Off Balance Sheet Financing
Off balance sheet financing arrangements include operating lease contracts for facilities with various landlords, a portion of
the long-term lift truck rental fleet and other equipment related mainly to office equipment. There have been no material
changes to the Corporation's total obligations for all operating leases since December 31,
2016. See the Contractual Obligations section above.
Although Wajax's consolidated contractual annual lease commitments decline year-by-year, it is anticipated that existing
leases will either be renewed or replaced, resulting in lease commitments being sustained at current levels.
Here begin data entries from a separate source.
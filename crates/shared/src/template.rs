use std::{collections::HashSet, sync::Arc};

use chrono::{Duration, NaiveTime};
use serde::{Deserialize, Serialize};
use thiserror::Error;

pub const LABEL_FORMAT: &str = "%-I:%M %p";
const PARSE_FORMATS: &[&str] = &["%I:%M %p", "%I:%M%p", "%H:%M"];

#[derive(Debug, Error, PartialEq, Eq)]
pub enum TemplateError {
    #[error("slot template must contain at least one time")]
    Empty,
    #[error("slot template contains a blank time label")]
    BlankLabel,
    #[error("slot template lists {0} more than once")]
    DuplicateLabel(String),
    #[error("slot interval must be positive, got {0} minutes")]
    InvalidInterval(u32),
    #[error("operating window closes at {close} before it opens at {open}")]
    InvertedWindow { open: String, close: String },
    #[error("unrecognized time of day: {0}")]
    UnparsableTime(String),
}

pub fn parse_time_of_day(raw: &str) -> Result<NaiveTime, TemplateError> {
    let trimmed = raw.trim();
    PARSE_FORMATS
        .iter()
        .find_map(|format| NaiveTime::parse_from_str(trimmed, format).ok())
        .ok_or_else(|| TemplateError::UnparsableTime(raw.to_string()))
}

pub fn format_label(time: NaiveTime) -> String {
    time.format(LABEL_FORMAT).to_string()
}

/// Inclusive opening hours sliced into equal slots; the closing time is itself
/// the last bookable slot.
#[derive(Debug, Clone, Copy, PartialEq, Eq, Serialize, Deserialize)]
pub struct OperatingWindow {
    pub open: NaiveTime,
    pub close: NaiveTime,
    pub interval_minutes: u32,
}

impl Default for OperatingWindow {
    fn default() -> Self {
        Self {
            open: NaiveTime::from_hms_opt(8, 0, 0).unwrap_or(NaiveTime::MIN),
            close: NaiveTime::from_hms_opt(16, 0, 0).unwrap_or(NaiveTime::MIN),
            interval_minutes: 30,
        }
    }
}

impl OperatingWindow {
    pub fn parse(open: &str, close: &str, interval_minutes: u32) -> Result<Self, TemplateError> {
        Ok(Self {
            open: parse_time_of_day(open)?,
            close: parse_time_of_day(close)?,
            interval_minutes,
        })
    }
}

#[derive(Debug, Clone, PartialEq, Eq)]
pub struct SlotTemplate {
    times: Arc<[String]>,
}

impl Default for SlotTemplate {
    fn default() -> Self {
        Self::from_window(&OperatingWindow::default())
            .unwrap_or_else(|_| Self { times: Arc::from(Vec::new()) })
    }
}

impl SlotTemplate {
    pub fn from_window(window: &OperatingWindow) -> Result<Self, TemplateError> {
        if window.interval_minutes == 0 {
            return Err(TemplateError::InvalidInterval(window.interval_minutes));
        }
        if window.close < window.open {
            return Err(TemplateError::InvertedWindow {
                open: format_label(window.open),
                close: format_label(window.close),
            });
        }

        let step = Duration::minutes(i64::from(window.interval_minutes));
        let mut times = Vec::new();
        let mut cursor = window.open;
        while cursor <= window.close {
            times.push(format_label(cursor));
            let (next, wrapped) = cursor.overflowing_add_signed(step);
            if wrapped != 0 {
                break;
            }
            cursor = next;
        }

        Ok(Self {
            times: Arc::from(times),
        })
    }

    /// Builds a template from labels already in chronological order.
    pub fn from_labels<I, S>(labels: I) -> Result<Self, TemplateError>
    where
        I: IntoIterator<Item = S>,
        S: Into<String>,
    {
        let mut seen = HashSet::new();
        let mut times = Vec::new();
        for label in labels {
            let label = label.into();
            if label.trim().is_empty() {
                return Err(TemplateError::BlankLabel);
            }
            if !seen.insert(label.clone()) {
                return Err(TemplateError::DuplicateLabel(label));
            }
            times.push(label);
        }
        if times.is_empty() {
            return Err(TemplateError::Empty);
        }
        Ok(Self {
            times: Arc::from(times),
        })
    }

    pub fn canonical_times(&self) -> &[String] {
        &self.times
    }

    pub fn len(&self) -> usize {
        self.times.len()
    }

    pub fn is_empty(&self) -> bool {
        self.times.is_empty()
    }

    pub fn contains(&self, time: &str) -> bool {
        self.position(time).is_some()
    }

    pub fn position(&self, time: &str) -> Option<usize> {
        self.times.iter().position(|candidate| candidate == time)
    }
}

#[cfg(test)]
mod tests {
    use super::*;

    #[test]
    fn default_template_spans_the_working_day() {
        let template = SlotTemplate::default();
        let times = template.canonical_times();
        assert_eq!(times.len(), 17);
        assert_eq!(times.first().map(String::as_str), Some("8:00 AM"));
        assert_eq!(times[8], "12:00 PM");
        assert_eq!(times[9], "12:30 PM");
        assert_eq!(times.last().map(String::as_str), Some("4:00 PM"));
    }

    #[test]
    fn window_generation_is_chronological_and_unique() {
        let template = SlotTemplate::default();
        let parsed: Vec<NaiveTime> = template
            .canonical_times()
            .iter()
            .map(|label| parse_time_of_day(label).expect("label parses"))
            .collect();
        assert!(parsed.windows(2).all(|pair| pair[0] < pair[1]));
    }

    #[test]
    fn window_parse_accepts_twelve_and_twenty_four_hour_forms() {
        let window = OperatingWindow::parse("9:00 AM", "13:00", 60).expect("window");
        let template = SlotTemplate::from_window(&window).expect("template");
        assert_eq!(
            template.canonical_times(),
            ["9:00 AM", "10:00 AM", "11:00 AM", "12:00 PM", "1:00 PM"]
        );
    }

    #[test]
    fn window_stops_before_wrapping_past_midnight() {
        let window = OperatingWindow::parse("11:00 PM", "11:59 PM", 45).expect("window");
        let template = SlotTemplate::from_window(&window).expect("template");
        assert_eq!(template.canonical_times(), ["11:00 PM", "11:45 PM"]);
    }

    #[test]
    fn rejects_zero_interval_and_inverted_window() {
        let mut window = OperatingWindow::default();
        window.interval_minutes = 0;
        assert_eq!(
            SlotTemplate::from_window(&window),
            Err(TemplateError::InvalidInterval(0))
        );

        let inverted = OperatingWindow::parse("4:00 PM", "8:00 AM", 30).expect("window");
        assert!(matches!(
            SlotTemplate::from_window(&inverted),
            Err(TemplateError::InvertedWindow { .. })
        ));
    }

    #[test]
    fn from_labels_rejects_duplicates_and_blanks() {
        assert_eq!(
            SlotTemplate::from_labels(["8:00 AM", "8:00 AM"]),
            Err(TemplateError::DuplicateLabel("8:00 AM".into()))
        );
        assert_eq!(
            SlotTemplate::from_labels(["8:00 AM", " "]),
            Err(TemplateError::BlankLabel)
        );
        assert_eq!(
            SlotTemplate::from_labels(Vec::<String>::new()),
            Err(TemplateError::Empty)
        );
    }

    #[test]
    fn lookup_by_label() {
        let template = SlotTemplate::from_labels(["8:00 AM", "8:30 AM"]).expect("template");
        assert_eq!(template.position("8:30 AM"), Some(1));
        assert!(!template.contains("9:00 AM"));
    }
}
use std::sync::Arc;

use anyhow::{Context, Result};
use clap::{Parser, Subcommand};
use client_core::{BookingController, ControllerConfig, HttpSyncClient};
use shared::domain::BookingId;
use tokio::io::{AsyncBufReadExt, AsyncWriteExt, BufReader};
use tracing::info;
use tracing_subscriber::EnvFilter;

mod presenter;
mod settings;

use presenter::{on_slot_booked_clicked, on_slot_free_clicked, render_board};
use settings::load_board_settings;

#[derive(Parser, Debug)]
#[command(about = "Book and cancel appointments on the daily board")]
struct Args {
    /// Remote store base url; overrides board.toml and BOARD_SERVER_URL.
    #[arg(long)]
    server_url: Option<String>,
    #[arg(long)]
    timeout_secs: Option<u64>,
    #[command(subcommand)]
    command: Command,
}

#[derive(Subcommand, Debug)]
enum Command {
    Show,
    Book {
        #[arg(long)]
        time: String,
        #[arg(long)]
        name: String,
        #[arg(long)]
        phone: String,
    },
    Cancel {
        #[arg(long)]
        id: String,
        /// Skip the confirmation prompt.
        #[arg(long)]
        yes: bool,
    },
}

#[tokio::main]
async fn main() -> Result<()> {
    tracing_subscriber::fmt()
        .with_env_filter(EnvFilter::try_from_default_env().unwrap_or_else(|_| "warn".into()))
        .init();
    let args = Args::parse();

    let mut settings = load_board_settings()?;
    if let Some(url) = args.server_url {
        settings.server_url = url;
    }
    if let Some(secs) = args.timeout_secs {
        settings.request_timeout_secs = secs;
    }

    let sync = HttpSyncClient::new(&settings.server_url, settings.request_timeout())?;
    let config = ControllerConfig {
        request_timeout: settings.request_timeout(),
        ..ControllerConfig::default()
    };
    let controller =
        BookingController::new_with_config(Arc::new(sync), settings.template()?, config);
    let report = controller
        .load_and_reconcile()
        .await
        .with_context(|| format!("failed to load board from {}", settings.server_url))?;
    info!(
        server_url = %settings.server_url,
        booked = report.booked,
        free = report.free,
        "board loaded"
    );
    for mismatch in &report.mismatches {
        eprintln!(
            "warning: booking {} at {} does not fit the board and is hidden",
            mismatch.booking.id, mismatch.booking.time
        );
    }

    match args.command {
        Command::Show => {}
        Command::Book { time, name, phone } => {
            let booking = on_slot_free_clicked(&controller, &time, &name, &phone).await?;
            println!("Booked {} for {} (id {})", booking.time, booking.name, booking.id);
        }
        Command::Cancel { id, yes } => {
            let id = BookingId(id);
            let confirmed = yes || confirm_cancel(&id).await?;
            let time = on_slot_booked_clicked(&controller, &id, |_| confirmed).await?;
            println!("Cancelled booking at {time}");
        }
    }

    println!("{}", render_board(&controller.snapshot().await));
    Ok(())
}

async fn confirm_cancel(id: &BookingId) -> Result<bool> {
    let mut stdout = tokio::io::stdout();
    stdout
        .write_all(format!("Cancel booking {id}? [y/N] ").as_bytes())
        .await?;
    stdout.flush().await?;

    let mut line = String::new();
    BufReader::new(tokio::io::stdin())
        .read_line(&mut line)
        .await?;
    Ok(matches!(line.trim(), "y" | "Y" | "yes"))
}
In the
alternative, Wajax may incur capital expenditures to acquire equivalent capacity.
The Corporation had $46.2 million (December 31, 2016 –
$44.0 million) of consigned inventory on-hand from a major manufacturer at March 31, 2017, net of deposits of $12.8 million (December
31, 2016 – $19.1 million). In the normal course of business, Wajax receives inventory
on consignment from this manufacturer which is generally rented or sold to customers or purchased by Wajax. Under the terms
of the consignment program, Wajax is required to make periodic deposits to the manufacturer on the consigned inventory that is
rented to Wajax customers or on-hand for greater than nine months. This consigned inventory is not included in Wajax's
inventory as the manufacturer retains title to the goods. In the event the inventory consignment program was terminated,
Wajax would utilize interest free financing, if any, made available by the manufacturer and/or utilize capacity under its credit
facilities.
Although management currently believes Wajax has adequate debt capacity, Wajax would have to access the equity or debt
markets, or reduce dividends to accommodate any shortfalls in Wajax's credit facilities. See the Liquidity and Capital
Resources section.
Liquidity and Capital Resources
The Corporation's liquidity is maintained through various sources, including bank and non-bank credit facilities, senior notes
and cash generated from operations.
Bank and Non-bank Credit Facilities and Senior Notes
At March 31, 2017, Wajax had issued $7.0 million of letters of
credit for a total utilization of $7.0 million of its $250 million
bank credit facility. In addition, Wajax had $125 million in senior notes outstanding bearing
an interest rate of 6.125% per annum, payable semi-annually, maturing on October 23, 2020.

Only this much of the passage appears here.